- Title: Mind Games – Apophenia
- IMDB: link
A disgraced researcher and failed whistleblower (Marcus Giamatti) hires Ross (Christian Slater) and Clark (Steve Zahn) to convince his former colleague to use his access to come public about his former employer’s dangerous product. However the man’s wife has a different story to tell including her husband’s history of alcoholism and crazy behavior which got him dismissed from his job and makes everyone but Ross to doubt their newest client who (despite the burgeoning success suggested at the end of last week’s episode) is also their only client.
With Clark going crazy after seeing a coffee pot reminding him of his father, resulting in the out of control scientist abandoning a plan with a high degree of success before it every begins and going wacky in the middle of a department store, it falls on Miles (Gregory Marcel) to come up with a back-up plan involving linking Micheal Jordan to the man’s professional ethics as Beth (Katherine Cunningham), seeing this side of the man she loves for the first time, agrees to stay with Clark and help with his drug therapy.
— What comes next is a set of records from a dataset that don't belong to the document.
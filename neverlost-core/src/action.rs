//! Action system for undo/redo
//!
//! Every descriptor mutation the editor performs is wrapped in an [`Action`]
//! and run through the [`ActionExecutor`], which keeps the undo and redo
//! stacks and tracks whether the session has unsaved changes.
//!
//! Selection changes are not actions: they don't alter the layout and are
//! not undone.

use crate::descriptor::ObjectDescriptor;
use crate::edit::EditSession;
use crate::selection::SelectionInput;

/// Default number of actions kept for undo
pub const DEFAULT_UNDO_DEPTH: usize = 100;

/// A reversible change to an edit session
pub trait Action: Send {
    /// Apply this action to the session
    fn execute(&mut self, session: &mut EditSession);

    /// Undo this action
    fn rollback(&mut self, session: &mut EditSession);

    /// Human-readable description (for the undo/redo menu)
    fn description(&self) -> String;
}

/// Owns the edit session and its history
///
/// This is the only holder of `&mut EditSession` in the editor, so every
/// change to the descriptors is recorded.
pub struct ActionExecutor {
    session: EditSession,
    undo_stack: Vec<Box<dyn Action>>,
    redo_stack: Vec<Box<dyn Action>>,
    max_undo_depth: usize,
    dirty: bool,
}

impl ActionExecutor {
    pub fn new(session: EditSession) -> Self {
        Self {
            session,
            undo_stack: Vec::new(),
            redo_stack: Vec::new(),
            max_undo_depth: DEFAULT_UNDO_DEPTH,
            dirty: false,
        }
    }

    /// Read-only access to the session
    pub fn session(&self) -> &EditSession {
        &self.session
    }

    /// Execute an action and push it on the undo stack
    ///
    /// Clears the redo stack since a new branch of history starts here.
    pub fn execute(&mut self, mut action: Box<dyn Action>) {
        log::debug!("Executing: {}", action.description());
        action.execute(&mut self.session);

        self.redo_stack.clear();
        self.undo_stack.push(action);
        if self.undo_stack.len() > self.max_undo_depth {
            self.undo_stack.remove(0);
        }
        self.dirty = true;
    }

    /// Undo the last action; false if there was nothing to undo
    pub fn undo(&mut self) -> bool {
        if let Some(mut action) = self.undo_stack.pop() {
            log::debug!("Undo: {}", action.description());
            action.rollback(&mut self.session);
            self.session.revalidate_selection();
            self.redo_stack.push(action);
            self.dirty = true;
            true
        } else {
            false
        }
    }

    /// Redo the last undone action; false if there was nothing to redo
    pub fn redo(&mut self) -> bool {
        if let Some(mut action) = self.redo_stack.pop() {
            log::debug!("Redo: {}", action.description());
            action.execute(&mut self.session);
            self.session.revalidate_selection();
            self.undo_stack.push(action);
            self.dirty = true;
            true
        } else {
            false
        }
    }

    /// Replace the descriptors with a freshly loaded sequence
    ///
    /// History is dropped: undoing past a load would resurrect another
    /// layout's objects.
    pub fn load(&mut self, descriptors: Vec<ObjectDescriptor>) {
        self.session.replace_all(descriptors);
        self.clear_history();
        self.dirty = false;
    }

    pub fn apply_selection(&mut self, input: &SelectionInput) {
        self.session.apply_selection(input);
    }

    pub fn can_undo(&self) -> bool {
        !self.undo_stack.is_empty()
    }

    pub fn can_redo(&self) -> bool {
        !self.redo_stack.is_empty()
    }

    pub fn undo_description(&self) -> Option<String> {
        self.undo_stack.last().map(|a| a.description())
    }

    pub fn redo_description(&self) -> Option<String> {
        self.redo_stack.last().map(|a| a.description())
    }

    pub fn undo_depth(&self) -> usize {
        self.undo_stack.len()
    }

    pub fn redo_depth(&self) -> usize {
        self.redo_stack.len()
    }

    pub fn clear_history(&mut self) {
        self.undo_stack.clear();
        self.redo_stack.clear();
    }

    pub fn set_max_undo_depth(&mut self, depth: usize) {
        self.max_undo_depth = depth;
        if self.undo_stack.len() > depth {
            let remove_count = self.undo_stack.len() - depth;
            self.undo_stack.drain(0..remove_count);
        }
    }

    /// Whether there are changes not yet saved
    pub fn is_dirty(&self) -> bool {
        self.dirty
    }

    /// Record that the current descriptors match the persisted copy
    pub fn mark_saved(&mut self) {
        self.dirty = false;
    }
}

#[cfg(test)]
mod tests {
    use super::*;

    struct TestAction {
        description: String,
        executed: bool,
    }

    impl TestAction {
        fn new(description: &str) -> Self {
            Self {
                description: description.to_string(),
                executed: false,
            }
        }
    }

    impl Action for TestAction {
        fn execute(&mut self, _session: &mut EditSession) {
            self.executed = true;
        }

        fn rollback(&mut self, _session: &mut EditSession) {
            self.executed = false;
        }

        fn description(&self) -> String {
            self.description.clone()
        }
    }

    #[test]
    fn test_action_executor_basic() {
        let mut executor = ActionExecutor::new(EditSession::new());

        assert!(!executor.can_undo());
        assert!(!executor.can_redo());
        assert!(!executor.is_dirty());

        executor.execute(Box::new(TestAction::new("Test Action")));
        assert!(executor.can_undo());
        assert!(executor.is_dirty());

        assert!(executor.undo());
        assert!(!executor.can_undo());
        assert!(executor.can_redo());

        assert!(executor.redo());
        assert!(executor.can_undo());
        assert!(!executor.can_redo());
    }

    #[test]
    fn test_new_action_clears_redo() {
        let mut executor = ActionExecutor::new(EditSession::new());

        executor.execute(Box::new(TestAction::new("Action 1")));
        executor.execute(Box::new(TestAction::new("Action 2")));
        executor.undo();
        assert!(executor.can_redo());

        executor.execute(Box::new(TestAction::new("Action 3")));
        assert!(!executor.can_redo());
        assert_eq!(executor.undo_depth(), 2);
        assert_eq!(executor.undo_description(), Some("Action 3".to_string()));
    }

    #[test]
    fn test_max_undo_depth() {
        let mut executor = ActionExecutor::new(EditSession::new());
        executor.set_max_undo_depth(3);

        for i in 1..=4 {
            executor.execute(Box::new(TestAction::new(&format!("Action {}", i))));
        }

        assert_eq!(executor.undo_depth(), 3);
        assert_eq!(executor.undo_description(), Some("Action 4".to_string()));
    }

    #[test]
    fn test_load_resets_history_and_dirty() {
        let mut executor = ActionExecutor::new(EditSession::new());
        executor.execute(Box::new(TestAction::new("Action 1")));

        executor.load(Vec::new());
        assert!(!executor.can_undo());
        assert!(!executor.is_dirty());
    }
}
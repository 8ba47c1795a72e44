//! Login and registration flows

use crate::error::AuthError;
use crate::gateway::LayoutGateway;
use crate::session::SessionContext;

/// Fields of the registration form
#[derive(Clone, Debug, Default)]
pub struct RegisterForm {
    pub username: String,
    pub email: String,
    pub password: String,
    pub confirm_password: String,
}

impl RegisterForm {
    pub fn passwords_match(&self) -> bool {
        self.password == self.confirm_password
    }
}

/// Register a new account and log straight into it
///
/// A mismatched confirmation is rejected before anything is sent.
pub async fn register<G: LayoutGateway + ?Sized>(
    gateway: &G,
    session: &mut SessionContext,
    form: &RegisterForm,
) -> Result<(), AuthError> {
    if !form.passwords_match() {
        return Err(AuthError::PasswordMismatch);
    }

    let response = gateway
        .register(&form.username, &form.email, &form.password)
        .await
        .inspect_err(|e| log::warn!("Registration failed: {}", e))?;
    session.login(response.user, response.token)?;
    Ok(())
}

pub async fn login<G: LayoutGateway + ?Sized>(
    gateway: &G,
    session: &mut SessionContext,
    email: &str,
    password: &str,
) -> Result<(), AuthError> {
    let response = gateway
        .login(email, password)
        .await
        .inspect_err(|e| log::warn!("Login failed: {}", e))?;
    session.login(response.user, response.token)?;
    Ok(())
}
//! Edit session
//!
//! Pairs the descriptor store with the selection so the rules that span both
//! (removing a descriptor drops its selection, selecting requires the
//! descriptor to exist) hold no matter which caller mutates the session.

use crate::descriptor::{DescriptorId, DescriptorPatch, ObjectDescriptor};
use crate::selection::{Selection, SelectionInput};
use crate::store::DescriptorStore;

#[derive(Clone, Debug, Default)]
pub struct EditSession {
    store: DescriptorStore,
    selection: Selection,
}

impl EditSession {
    pub fn new() -> Self {
        Self::default()
    }

    pub fn from_descriptors(descriptors: Vec<ObjectDescriptor>) -> Self {
        Self {
            store: DescriptorStore::from_descriptors(descriptors),
            selection: Selection::new(),
        }
    }

    pub fn store(&self) -> &DescriptorStore {
        &self.store
    }

    pub fn selection(&self) -> &Selection {
        &self.selection
    }

    pub fn descriptors(&self) -> &[ObjectDescriptor] {
        self.store.as_slice()
    }

    /// The selected descriptor, if any
    pub fn selected(&self) -> Option<&ObjectDescriptor> {
        self.selection.selected().and_then(|id| self.store.get(id))
    }

    pub fn add(&mut self, descriptor: ObjectDescriptor) -> bool {
        self.store.add(descriptor)
    }

    /// Remove a descriptor, clearing the selection if it pointed at it
    pub fn remove(&mut self, id: &DescriptorId) -> Option<(usize, ObjectDescriptor)> {
        let removed = self.store.remove(id)?;
        self.selection.forget(id);
        Some(removed)
    }

    pub fn update(&mut self, id: &DescriptorId, patch: &DescriptorPatch) -> Option<ObjectDescriptor> {
        self.store.update(id, patch)
    }

    /// Swap in a freshly loaded sequence; any selection is dropped
    pub fn replace_all(&mut self, descriptors: Vec<ObjectDescriptor>) {
        self.store.replace_all(descriptors);
        self.selection.deselect();
    }

    pub fn select(&mut self, id: &DescriptorId) {
        self.selection.select(&self.store, id);
    }

    pub fn deselect(&mut self) {
        self.selection.deselect();
    }

    pub fn apply_selection(&mut self, input: &SelectionInput) {
        self.selection.apply(&self.store, input);
    }

    pub(crate) fn insert_at(&mut self, index: usize, descriptor: ObjectDescriptor) -> bool {
        self.store.insert_at(index, descriptor)
    }

    pub(crate) fn restore(&mut self, descriptor: ObjectDescriptor) {
        self.store.restore(descriptor);
    }

    pub(crate) fn revalidate_selection(&mut self) {
        self.selection.revalidate(&self.store);
    }
}

#[cfg(test)]
mod tests {
    use super::*;
    use crate::descriptor::ShapeKind;

    #[test]
    fn test_remove_then_select_leaves_nothing_selected() {
        let cube = ObjectDescriptor::new(ShapeKind::Cube);
        let id = cube.id.clone();
        let mut session = EditSession::from_descriptors(vec![cube]);

        session.select(&id);
        assert!(session.selection().is_selected(&id));

        session.remove(&id);
        assert!(session.selection().is_empty());

        session.select(&id);
        assert!(session.selection().is_empty());
    }

    #[test]
    fn test_remove_other_keeps_selection() {
        let a = ObjectDescriptor::new(ShapeKind::Cube);
        let b = ObjectDescriptor::new(ShapeKind::Sphere);
        let (a_id, b_id) = (a.id.clone(), b.id.clone());
        let mut session = EditSession::from_descriptors(vec![a, b]);

        session.select(&a_id);
        session.remove(&b_id);
        assert_eq!(session.selected().map(|d| &d.id), Some(&a_id));
    }

    #[test]
    fn test_replace_all_clears_selection() {
        let cube = ObjectDescriptor::new(ShapeKind::Cube);
        let id = cube.id.clone();
        let mut session = EditSession::from_descriptors(vec![cube.clone()]);
        session.select(&id);

        session.replace_all(vec![cube]);
        assert!(session.selection().is_empty());
        assert_eq!(session.descriptors().len(), 1);
    }
}
//! Selection state management
//!
//! Tracks the single selected descriptor. Both the shape list and the canvas
//! feed into [`Selection::apply`], so the at-most-one invariant lives in one
//! place no matter where the click came from.

use crate::descriptor::DescriptorId;
use crate::store::DescriptorStore;
use serde::{Deserialize, Serialize};

/// Where a selection change came from
#[derive(Clone, Debug, PartialEq, Eq)]
pub enum SelectionInput {
    /// A row of the shape list was clicked
    ListItem(DescriptorId),

    /// The canvas was clicked; `None` means the pick hit empty space
    CanvasHit(Option<DescriptorId>),

    /// The side panel's "Deselect" button
    Clear,
}

/// Selection state for the editor
///
/// Kept apart from the store so it can be handed to UI code without mutable
/// access to the descriptors.
#[derive(Clone, Debug, Default, PartialEq, Eq, Serialize, Deserialize)]
pub struct Selection {
    selected: Option<DescriptorId>,
}

impl Selection {
    pub fn new() -> Self {
        Self::default()
    }

    /// Select `id` if the store has it, otherwise clear the selection
    ///
    /// Any previous selection is replaced.
    pub fn select(&mut self, store: &DescriptorStore, id: &DescriptorId) {
        if store.contains(id) {
            log::debug!("Selected {}", id);
            self.selected = Some(id.clone());
        } else {
            log::debug!("Select of unknown id {} clears selection", id);
            self.selected = None;
        }
    }

    /// Clear the selection unconditionally
    pub fn deselect(&mut self) {
        self.selected = None;
    }

    /// Clear the selection only if it points at `id`
    pub fn forget(&mut self, id: &DescriptorId) {
        if self.is_selected(id) {
            self.selected = None;
        }
    }

    /// Drop the selection if its descriptor no longer exists
    pub fn revalidate(&mut self, store: &DescriptorStore) {
        if let Some(id) = &self.selected {
            if !store.contains(id) {
                self.selected = None;
            }
        }
    }

    /// Route an input event to select/deselect
    pub fn apply(&mut self, store: &DescriptorStore, input: &SelectionInput) {
        match input {
            SelectionInput::ListItem(id) | SelectionInput::CanvasHit(Some(id)) => {
                self.select(store, id)
            }
            SelectionInput::CanvasHit(None) | SelectionInput::Clear => self.deselect(),
        }
    }

    pub fn selected(&self) -> Option<&DescriptorId> {
        self.selected.as_ref()
    }

    pub fn is_selected(&self, id: &DescriptorId) -> bool {
        self.selected.as_ref() == Some(id)
    }

    pub fn is_empty(&self) -> bool {
        self.selected.is_none()
    }
}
For the first time Clark’s wackiness gets very serious rather than just off-putting or amusing. It’s not a route I think the show should take very often, but it works well to ground the character.
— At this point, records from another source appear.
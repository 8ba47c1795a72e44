use anyhow::{anyhow, bail, Result};
use clap::Subcommand;
use neverlost_core::descriptor::{DescriptorId, ShapeKind};
use neverlost_core::editor::LayoutEditor;
use neverlost_core::error::SAVE_FAILED;
use neverlost_core::gateway::LayoutGateway;
use neverlost_core::gizmo::{GizmoEvent, GizmoMode};
use neverlost_core::layout::LayoutId;
use neverlost_core::selection::SelectionInput;
use neverlost_core::session::SessionContext;

use super::report;

#[derive(Subcommand, Debug)]
pub enum EditCommand {
    /// Add a shape (cube, sphere, rectangle) at the default position
    Add { kind: String },

    /// Remove a shape
    Remove { object: String },

    /// Set a shape's hex color
    Color { object: String, color: String },

    /// Set a shape's dimensions (width height length, or a sphere's diameter)
    Size {
        object: String,
        #[arg(required = true, allow_negative_numbers = true)]
        values: Vec<f64>,
    },

    /// Drag a shape by an offset, as with the translate gizmo
    Move {
        object: String,
        #[arg(allow_negative_numbers = true)]
        dx: f64,
        #[arg(allow_negative_numbers = true)]
        dy: f64,
        #[arg(allow_negative_numbers = true)]
        dz: f64,
    },

    /// Rotate a shape by euler angles in radians, as with the rotate gizmo
    Rotate {
        object: String,
        #[arg(allow_negative_numbers = true)]
        rx: f64,
        #[arg(allow_negative_numbers = true)]
        ry: f64,
        #[arg(allow_negative_numbers = true)]
        rz: f64,
    },

    /// Place a shape at an exact position
    Place {
        object: String,
        #[arg(allow_negative_numbers = true)]
        x: f64,
        #[arg(allow_negative_numbers = true)]
        y: f64,
        #[arg(allow_negative_numbers = true)]
        z: f64,
    },
}

pub async fn run<G: LayoutGateway>(
    gateway: G,
    session: &SessionContext,
    layout_id: LayoutId,
    edit: EditCommand,
) -> Result<()> {
    let mut editor = LayoutEditor::new(gateway, layout_id);
    if editor.open(session).await.is_err() {
        return report(editor.status());
    }

    match edit {
        EditCommand::Add { kind } => {
            let kind = ShapeKind::from(kind.as_str());
            if !ShapeKind::PICKABLE.contains(&kind) {
                bail!("Unknown shape {} (choose cube, sphere or rectangle)", kind);
            }
            editor.set_shape_kind(kind);
            let id = editor.add_shape();
            println!("Added {}", id);
        }
        EditCommand::Remove { object } => {
            select(&mut editor, &object)?;
            editor.remove_selected();
        }
        EditCommand::Color { object, color } => {
            select(&mut editor, &object)?;
            editor.set_color(color);
        }
        EditCommand::Size { object, values } => {
            select(&mut editor, &object)?;
            let expected = editor.selected().map(|d| d.kind.size_params()).unwrap_or_default();
            if values.len() != expected {
                bail!("Expected {} size values, got {}", expected, values.len());
            }
            editor.set_size(values);
        }
        EditCommand::Move { object, dx, dy, dz } => {
            select(&mut editor, &object)?;
            drag(&mut editor, GizmoMode::Translate, [dx, dy, dz]);
        }
        EditCommand::Rotate { object, rx, ry, rz } => {
            select(&mut editor, &object)?;
            drag(&mut editor, GizmoMode::Rotate, [rx, ry, rz]);
        }
        EditCommand::Place { object, x, y, z } => {
            select(&mut editor, &object)?;
            editor.set_position([x, y, z]);
        }
    }

    if let Some(selected) = editor.selected() {
        println!("{}  pos {:?}  rot {:?}", selected.label(), selected.position, selected.rotation);
    }

    match editor.save(session).await {
        Ok(()) => report(editor.status()),
        Err(e) => Err(anyhow!(e.user_message(SAVE_FAILED))),
    }
}

fn select<G: LayoutGateway>(editor: &mut LayoutEditor<G>, object: &str) -> Result<()> {
    editor.handle_selection(&SelectionInput::ListItem(DescriptorId::from(object)));
    if editor.selected().is_none() {
        bail!("No shape {} in layout {}", object, editor.layout_id());
    }
    Ok(())
}

fn drag<G: LayoutGateway>(editor: &mut LayoutEditor<G>, mode: GizmoMode, delta: [f64; 3]) {
    editor.set_gizmo_mode(mode);
    editor.gizmo_event(GizmoEvent::PointerDown);
    editor.gizmo_event(GizmoEvent::Drag(delta));
    editor.gizmo_event(GizmoEvent::PointerUp);
    editor.gizmo_event(GizmoEvent::DragEnd);
}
Seeing more than a little of himself in his client, Ross decides to swap out Clark’s pills to get his input on the strategy and save the case. The consequences of his actions put an unstable Clark behind the wheel of the car with Beth with tragic results. Along with fleshing out a little of Miles’ past by introducing his disapproving parents (William R. Moses, Carolyn McCormick), and showing us just how much Megan (Megalyn Echikunwoke) has Latrell (Cedric Sanders) wrapped around her little finger, “Cauliflower Man” shows both the audience and Ross that Beth isn’t going to abandon Clark at the first sign of trouble. However, the episode’s final scene will cause the need for some serious explanations from Ross which could threaten not only the pair’s partnership but Clark’s love-life as well.